The Central Bank faces a dilemma. Raising interest rates could curb inflation but slow growth, while maintaining rates risks further currency depreciation. Companies like Petrobras and JBS are exploring new markets to offset losses, with Petrobras eyeing Asia for oil exports.
Affected Brazilian industries
The U.S. absorbed $31.2 billion in Brazilian exports in 2024, making it a critical market. The 50% tariff threatens key sectors:
- Oil: A major export, potentially redirected to China.
- Agriculture: Coffee and soybeans face competition from untaxed producers.
- Steel: Further losses could hit companies like CSN and Gerdau.
- Beef: JBS and Marfrig may see reduced U.S. demand.
The National Confederation of Industry estimates a 20% drop in exports, equating to $6 billion annually. Smaller industries, like textiles, are also at risk.
International reactions
Japan’s Prime Minister Shigeru Ishiba emphasized ongoing talks to avoid the 25% tariff, while South Korea seeks exemptions for cars and steel. African nations like South Africa (30%) are diversifying markets. The EU is negotiating to protect its automotive sector.

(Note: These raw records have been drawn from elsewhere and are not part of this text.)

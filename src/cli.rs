//! Command line interface

use std::fs;
use std::path::{Path, PathBuf};

use anyhow::{Context, Result};
use clap::{Parser, Subcommand};
use serde_json::Value;

use crate::config::{ConfigLoader, ConfigOverrides, ScorerConfig};
use crate::error::ScoringError;
use crate::features::{FeatureMatrix, FeatureVector};
use crate::models::ModelBundle;
use crate::scoring::{EnsembleScorer, ScoringMode};
use crate::server::handlers::BatchRequest;

#[derive(Debug, Parser)]
#[command(name = "audit-scorer")]
#[command(author, version, about = "Ensemble anomaly scoring for audit transactions")]
#[command(propagate_version = true)]
pub struct Cli {
    /// Path to configuration file
    #[arg(short, long, global = true, env = "AUDIT_SCORER_CONFIG")]
    pub config: Option<PathBuf>,

    /// Log level or filter directive
    #[arg(long, global = true, env = "AUDIT_SCORER_LOG_LEVEL")]
    pub log_level: Option<String>,

    #[command(subcommand)]
    pub command: Option<Commands>,
}

#[derive(Debug, Subcommand)]
pub enum Commands {
    /// Start the HTTP scoring API (default)
    Serve {
        /// Listen address, e.g. 0.0.0.0:8000
        #[arg(short, long)]
        bind: Option<String>,

        /// Model bundle path
        #[arg(long)]
        bundle: Option<PathBuf>,

        /// Behaviour of POST /predict
        #[arg(short, long, value_enum)]
        mode: Option<ScoringMode>,
    },

    /// Score a JSON file and print the result
    Score {
        /// JSON file: a record list, `{"records": [...]}` or one record
        #[arg(short, long)]
        input: PathBuf,

        /// Model bundle path
        #[arg(long)]
        bundle: Option<PathBuf>,

        /// Scoring mode
        #[arg(short, long, value_enum)]
        mode: Option<ScoringMode>,
    },

    /// Validate a model bundle and print its summary
    InspectBundle {
        /// Model bundle path
        #[arg(long)]
        bundle: Option<PathBuf>,
    },

    /// Write a sample configuration file
    InitConfig {
        /// Output path (default: stdout)
        #[arg(short, long)]
        output: Option<PathBuf>,
    },
}

impl Cli {
    /// Command line values that take precedence over file and environment
    pub fn overrides(&self) -> ConfigOverrides {
        let mut overrides = ConfigOverrides {
            log_level: self.log_level.clone(),
            ..Default::default()
        };
        match &self.command {
            Some(Commands::Serve { bind, bundle, mode }) => {
                overrides.bind_addr = bind.clone();
                overrides.bundle_path = bundle.clone();
                overrides.mode = *mode;
            }
            Some(Commands::Score { bundle, mode, .. }) => {
                overrides.bundle_path = bundle.clone();
                overrides.mode = *mode;
            }
            Some(Commands::InspectBundle { bundle }) => {
                overrides.bundle_path = bundle.clone();
            }
            Some(Commands::InitConfig { .. }) | None => {}
        }
        overrides
    }

    /// Resolve the layered configuration
    pub fn load_config(&self) -> Result<ScorerConfig> {
        let config = ConfigLoader::new()
            .load_from_file(self.config.as_deref())
            .load_from_env()
            .with_overrides(self.overrides())
            .build()
            .context("Failed to load configuration")?;
        Ok(config)
    }
}

/// Score an input file and render the JSON that the matching endpoint returns
pub fn score_file(scorer: &EnsembleScorer, mode: ScoringMode, input: &Path) -> Result<String> {
    let raw = fs::read_to_string(input)
        .with_context(|| format!("Failed to read {}", input.display()))?;
    let body: Value = serde_json::from_str(&raw)
        .with_context(|| format!("{} is not valid JSON", input.display()))?;

    let rendered = match mode {
        ScoringMode::Batch => {
            // a lone record object is scored as a batch of one
            let records = if body.is_object() && body.get("records").is_none() {
                vec![body]
            } else {
                serde_json::from_value::<BatchRequest>(body)
                    .context("Expected a record list or {\"records\": [...]}")?
                    .into_records()
            };
            let features = FeatureMatrix::from_records(&records)?;
            serde_json::to_string_pretty(&scorer.score_batch(&features)?)?
        }
        ScoringMode::Single => {
            let vector = FeatureVector::from_value(&body)
                .map_err(ScoringError::Validation)
                .context("Expected a single feature record")?;
            serde_json::to_string_pretty(&scorer.score_one(&vector)?)?
        }
    };
    Ok(rendered)
}

/// Load a bundle and render its summary as JSON
pub fn inspect_bundle(path: &Path) -> Result<String> {
    let bundle = ModelBundle::load(path)?;
    Ok(serde_json::to_string_pretty(bundle.summary())?)
}

/// Write the sample configuration to a file, or return it for stdout
pub fn init_config(output: Option<&Path>) -> Result<Option<String>> {
    let sample = ScorerConfig::sample_toml()?;
    match output {
        Some(path) => {
            if let Some(parent) = path.parent().filter(|p| !p.as_os_str().is_empty()) {
                fs::create_dir_all(parent)
                    .with_context(|| format!("Failed to create {}", parent.display()))?;
            }
            fs::write(path, sample)
                .with_context(|| format!("Failed to write {}", path.display()))?;
            Ok(None)
        }
        None => Ok(Some(sample)),
    }
}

The BRICS group criticized Trump’s approach, arguing it undermines multilateral trade. The IMF highlighted risks to global supply chains, particularly due to restrictions on transshipment aimed at Chinese goods.
Negotiation window
The August 1 deadline offers a chance for diplomacy. Trump’s offer to waive tariffs for U.S.-based production is seen as impractical due to high costs. Brazil’s delegation will focus on securing exemptions for oil and agriculture.
The Ministry of Foreign Affairs is coordinating with ApexBrasil to boost exports to non-U.S. markets. China, India, and the EU are key targets, though competition is fierce.
Political dimensions
Trump’s reference to Bolsonaro’s trial sparked controversy in Brazil. The Supreme Court’s case against the former president for an alleged coup attempt is a domestic issue, and Trump’s comments were seen as interference. Lula’s team is wary of politicizing trade talks but may address the issue to defuse tensions.
The tariff’s political undertones have divided Brazilian public opinion. Supporters of Bolsonaro view Trump’s stance as validation, while Lula’s allies defend national sovereignty.